The sublevel hall was only dimly lit. Some of the lights had died in the years since the facility had last been monitored. Where, Tanager I wondered briefly, was the monitor? Had they died during their shift? Was their corpse huddled over a desk somewhere? Or had they decided one day to not return under the rose-red sky?

“Here.” Oriole I stopped in front of a pane of frosted glass. Upon examination, Tanager I realized the pane was in fact a door.

“Go in then,” Myna IV pushed the point. It had already overridden the keypad.

Oriole I placed a hand, fingers splayed, on the glass and pushed. The door swung in with a hiss and a sigh as if the room had depressurized on their entrance. Otherwise, it was quiet. If there were generators here, they were sophisticated ones, nearly silent.

As they moved forward, the tiles grew slick under a sheen of water. Cylindrical tubes flanked them on either side, like columns from ancient human architecture. Tanager I watched the water fly up in droplets and dot the coating of dust on its feet.

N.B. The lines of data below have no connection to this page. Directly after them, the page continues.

//! Coverage tiles and their geophysical view.

use hazard_common::ReferencedEnvelope;
use serde::{Deserialize, Serialize};

use crate::error::{HazardError, Result};

/// Whether coverage samples are raw storage values or physical units.
#[derive(Debug, Clone, Copy, PartialEq, Eq, Default, Serialize, Deserialize)]
pub enum ViewType {
    /// Raw samples, converted through the sample dimension on demand.
    #[default]
    Packed,
    /// Samples already in physical units.
    Geophysics,
}

/// Per-band metadata describing how raw samples become measurements.
#[derive(Debug, Clone, PartialEq, Serialize, Deserialize)]
pub struct SampleDimension {
    pub description: String,
    /// Raw values that mark missing data.
    pub no_data: Vec<f64>,
    pub scale: f64,
    pub offset: f64,
    pub units: Option<String>,
}

impl SampleDimension {
    pub fn new(description: impl Into<String>) -> Self {
        Self {
            description: description.into(),
            ..Self::default()
        }
    }

    pub fn with_no_data(mut self, value: f64) -> Self {
        self.no_data.push(value);
        self
    }

    /// `physical = raw * scale + offset`
    pub fn with_scaling(mut self, scale: f64, offset: f64) -> Self {
        self.scale = scale;
        self.offset = offset;
        self
    }

    pub fn with_units(mut self, units: impl Into<String>) -> Self {
        self.units = Some(units.into());
        self
    }

    /// Declared no-data check on a raw sample.
    pub fn is_no_data(&self, raw: f64) -> bool {
        self.no_data.iter().any(|nd| *nd == raw || (nd.is_nan() && raw.is_nan()))
    }

    pub fn to_physical(&self, raw: f64) -> f64 {
        raw * self.scale + self.offset
    }
}

impl Default for SampleDimension {
    fn default() -> Self {
        Self {
            description: String::new(),
            no_data: Vec::new(),
            scale: 1.0,
            offset: 0.0,
            units: None,
        }
    }
}

/// A 2-D block of cells, one row-major array per band.
#[derive(Debug, Clone)]
pub struct Coverage {
    width: usize,
    height: usize,
    bands: Vec<Vec<f64>>,
    sample_dimensions: Vec<SampleDimension>,
    /// `false` marks a cell excluded from analysis.
    mask: Option<Vec<bool>>,
    view: ViewType,
    envelope: ReferencedEnvelope,
}

impl Coverage {
    /// Create a coverage, checking that every array matches `width * height`.
    ///
    /// Missing sample dimensions default to identity scaling with no no-data.
    pub fn new(
        width: usize,
        height: usize,
        bands: Vec<Vec<f64>>,
        mut sample_dimensions: Vec<SampleDimension>,
        mask: Option<Vec<bool>>,
        view: ViewType,
        envelope: ReferencedEnvelope,
    ) -> Result<Self> {
        let cells = width * height;
        if bands.is_empty() {
            return Err(HazardError::invalid_input("coverage needs at least one band"));
        }
        if let Some(bad) = bands.iter().position(|b| b.len() != cells) {
            return Err(HazardError::invalid_input(format!(
                "band {} has {} samples, expected {}x{}",
                bad,
                bands[bad].len(),
                width,
                height
            )));
        }
        if sample_dimensions.len() > bands.len() {
            return Err(HazardError::invalid_input(format!(
                "{} sample dimensions for {} bands",
                sample_dimensions.len(),
                bands.len()
            )));
        }
        if let Some(mask) = &mask {
            if mask.len() != cells {
                return Err(HazardError::invalid_input(format!(
                    "mask has {} cells, expected {}",
                    mask.len(),
                    cells
                )));
            }
        }
        sample_dimensions.resize_with(bands.len(), SampleDimension::default);

        Ok(Self {
            width,
            height,
            bands,
            sample_dimensions,
            mask,
            view,
            envelope,
        })
    }

    pub fn width(&self) -> usize {
        self.width
    }

    pub fn height(&self) -> usize {
        self.height
    }

    pub fn num_bands(&self) -> usize {
        self.bands.len()
    }

    pub fn view_type(&self) -> ViewType {
        self.view
    }

    pub fn envelope(&self) -> &ReferencedEnvelope {
        &self.envelope
    }

    pub fn sample_dimensions(&self) -> &[SampleDimension] {
        &self.sample_dimensions
    }

    /// Raw sample of `band` at `(col, row)`.
    pub fn sample(&self, band: usize, col: usize, row: usize) -> Option<f64> {
        if col >= self.width || row >= self.height {
            return None;
        }
        self.bands.get(band)?.get(row * self.width + col).copied()
    }

    /// Copy of the `width x height` window starting at `(col, row)`.
    ///
    /// The window must lie inside the coverage.
    pub fn window(
        &self,
        col: usize,
        row: usize,
        width: usize,
        height: usize,
        envelope: ReferencedEnvelope,
    ) -> Result<Coverage> {
        if col + width > self.width || row + height > self.height {
            return Err(HazardError::invalid_input(format!(
                "window {}x{}+{}+{} outside {}x{} coverage",
                width, height, col, row, self.width, self.height
            )));
        }
        let cut = |values: &[f64]| -> Vec<f64> {
            (row..row + height)
                .flat_map(|r| values[r * self.width + col..r * self.width + col + width].iter().copied())
                .collect()
        };
        let bands = self.bands.iter().map(|b| cut(b.as_slice())).collect();
        let mask = self.mask.as_ref().map(|m| {
            (row..row + height)
                .flat_map(|r| m[r * self.width + col..r * self.width + col + width].iter().copied())
                .collect()
        });

        Coverage::new(
            width,
            height,
            bands,
            self.sample_dimensions.clone(),
            mask,
            self.view,
            envelope,
        )
    }

    /// View of this coverage in physical units.
    pub fn geophysics(&self) -> GeophysicalView<'_> {
        GeophysicalView { coverage: self }
    }
}

/// Coverage samples in physical units with masked cells removed.
#[derive(Debug, Clone, Copy)]
pub struct GeophysicalView<'a> {
    coverage: &'a Coverage,
}

impl<'a> GeophysicalView<'a> {
    pub fn num_bands(&self) -> usize {
        self.coverage.num_bands()
    }

    /// Physical values of `band`, `None` for masked cells.
    ///
    /// A cell is masked when the coverage mask excludes it, when its raw
    /// value is a declared no-data value, or when its physical value is NaN.
    pub fn band(&self, band: usize) -> impl Iterator<Item = Option<f64>> + 'a {
        let coverage = self.coverage;
        let dimension = &coverage.sample_dimensions[band];
        let scaled = coverage.view == ViewType::Packed;

        coverage.bands[band]
            .iter()
            .enumerate()
            .map(move |(idx, &raw)| {
                let masked = coverage.mask.as_ref().map_or(false, |m| !m[idx]);
                if masked || dimension.is_no_data(raw) {
                    return None;
                }
                let value = if scaled { dimension.to_physical(raw) } else { raw };
                (!value.is_nan()).then_some(value)
            })
    }
}

#[cfg(test)]
mod tests {
    use super::*;
    use hazard_common::{BoundingBox, Crs};

    fn envelope() -> ReferencedEnvelope {
        ReferencedEnvelope::new(BoundingBox::new(0.0, 0.0, 2.0, 2.0), Crs::wgs84())
    }

    #[test]
    fn test_band_length_checked() {
        let result = Coverage::new(2, 2, vec![vec![1.0; 3]], vec![], None, ViewType::Packed, envelope());
        assert!(result.is_err());
    }

    #[test]
    fn test_geophysics_applies_scaling() {
        let dim = SampleDimension::new("depth").with_scaling(0.5, 10.0);
        let coverage = Coverage::new(
            2,
            1,
            vec![vec![0.0, 4.0]],
            vec![dim],
            None,
            ViewType::Packed,
            envelope(),
        )
        .unwrap();

        let values: Vec<_> = coverage.geophysics().band(0).collect();
        assert_eq!(values, vec![Some(10.0), Some(12.0)]);
    }

    #[test]
    fn test_geophysics_view_does_not_rescale() {
        let dim = SampleDimension::new("depth").with_scaling(0.5, 10.0);
        let coverage = Coverage::new(
            2,
            1,
            vec![vec![0.0, 4.0]],
            vec![dim],
            None,
            ViewType::Geophysics,
            envelope(),
        )
        .unwrap();

        let values: Vec<_> = coverage.geophysics().band(0).collect();
        assert_eq!(values, vec![Some(0.0), Some(4.0)]);
    }

    #[test]
    fn test_no_data_and_mask_excluded() {
        let dim = SampleDimension::new("wind").with_no_data(-9999.0);
        let coverage = Coverage::new(
            2,
            2,
            vec![vec![-9999.0, 1.0, 2.0, f64::NAN]],
            vec![dim],
            Some(vec![true, true, false, true]),
            ViewType::Packed,
            envelope(),
        )
        .unwrap();

        let values: Vec<_> = coverage.geophysics().band(0).collect();
        assert_eq!(values, vec![None, Some(1.0), None, None]);
    }

    #[test]
    fn test_zero_is_data_without_declaration() {
        let coverage = Coverage::new(1, 1, vec![vec![0.0]], vec![], None, ViewType::Packed, envelope())
            .unwrap();
        assert_eq!(coverage.sample_dimensions().len(), 1);
        assert_eq!(coverage.geophysics().band(0).collect::<Vec<_>>(), vec![Some(0.0)]);
    }

    #[test]
    fn test_window_copies_rows_and_mask() {
        let coverage = Coverage::new(
            3,
            2,
            vec![vec![0.0, 1.0, 2.0, 3.0, 4.0, 5.0]],
            vec![],
            Some(vec![true, false, true, true, true, false]),
            ViewType::Packed,
            envelope(),
        )
        .unwrap();

        let window = coverage.window(1, 0, 2, 2, envelope()).unwrap();
        assert_eq!(window.width(), 2);
        assert_eq!(window.sample(0, 0, 1), Some(4.0));
        let values: Vec<_> = window.geophysics().band(0).collect();
        assert_eq!(values, vec![None, Some(2.0), Some(4.0), None]);

        assert!(coverage.window(2, 0, 2, 1, envelope()).is_err());
    }

    #[test]
    fn test_sample_lookup() {
        let coverage = Coverage::new(
            2,
            2,
            vec![vec![0.0, 1.0, 2.0, 3.0]],
            vec![],
            None,
            ViewType::Packed,
            envelope(),
        )
        .unwrap();
        assert_eq!(coverage.sample(0, 1, 1), Some(3.0));
        assert_eq!(coverage.sample(0, 2, 0), None);
        assert_eq!(coverage.sample(1, 0, 0), None);
    }
}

“They have thawed.” Myna IV said it like spring had come and these were trees, brittle and frosted. Tanager I saw now the slow trickle from below the tubes.

“Perhaps another room?” Tanager I suggested. Oriole I remained quiet. It pried at one of the tubes until the metal bent under its fingers and the door—the coffin’s lid—was loosened in its track. The body inside had begun to decompose and was slumped back against the curvature of the tube. There was still the semblance of a face, though the skin and flesh on it was bloated.

They stood looking at it. Finally, Oriole I flung up one hand. “Human,” it said as if presenting a marvel.

“Let us check another floor,” Tanager I replied abruptly. It should let Oriole I have its triumph. They should go home and not meddle anymore with things as they were. But now it found that hard to do. Like a dog with a bone, the small human would have said. Frail, but cruel sometimes.

Myna IV was not satisfied either. It moved to the door. Tanager I followed and, together, they descended the stairs to the level below. Here, they heard a hum in the hallways, which was promising. Oriole I’s footsteps echoed behind them. The next room they entered was perceptibly colder. The floor was dry. Tanager I placed its hands on one of the tubes and it vibrated. The metal rattled against its palm.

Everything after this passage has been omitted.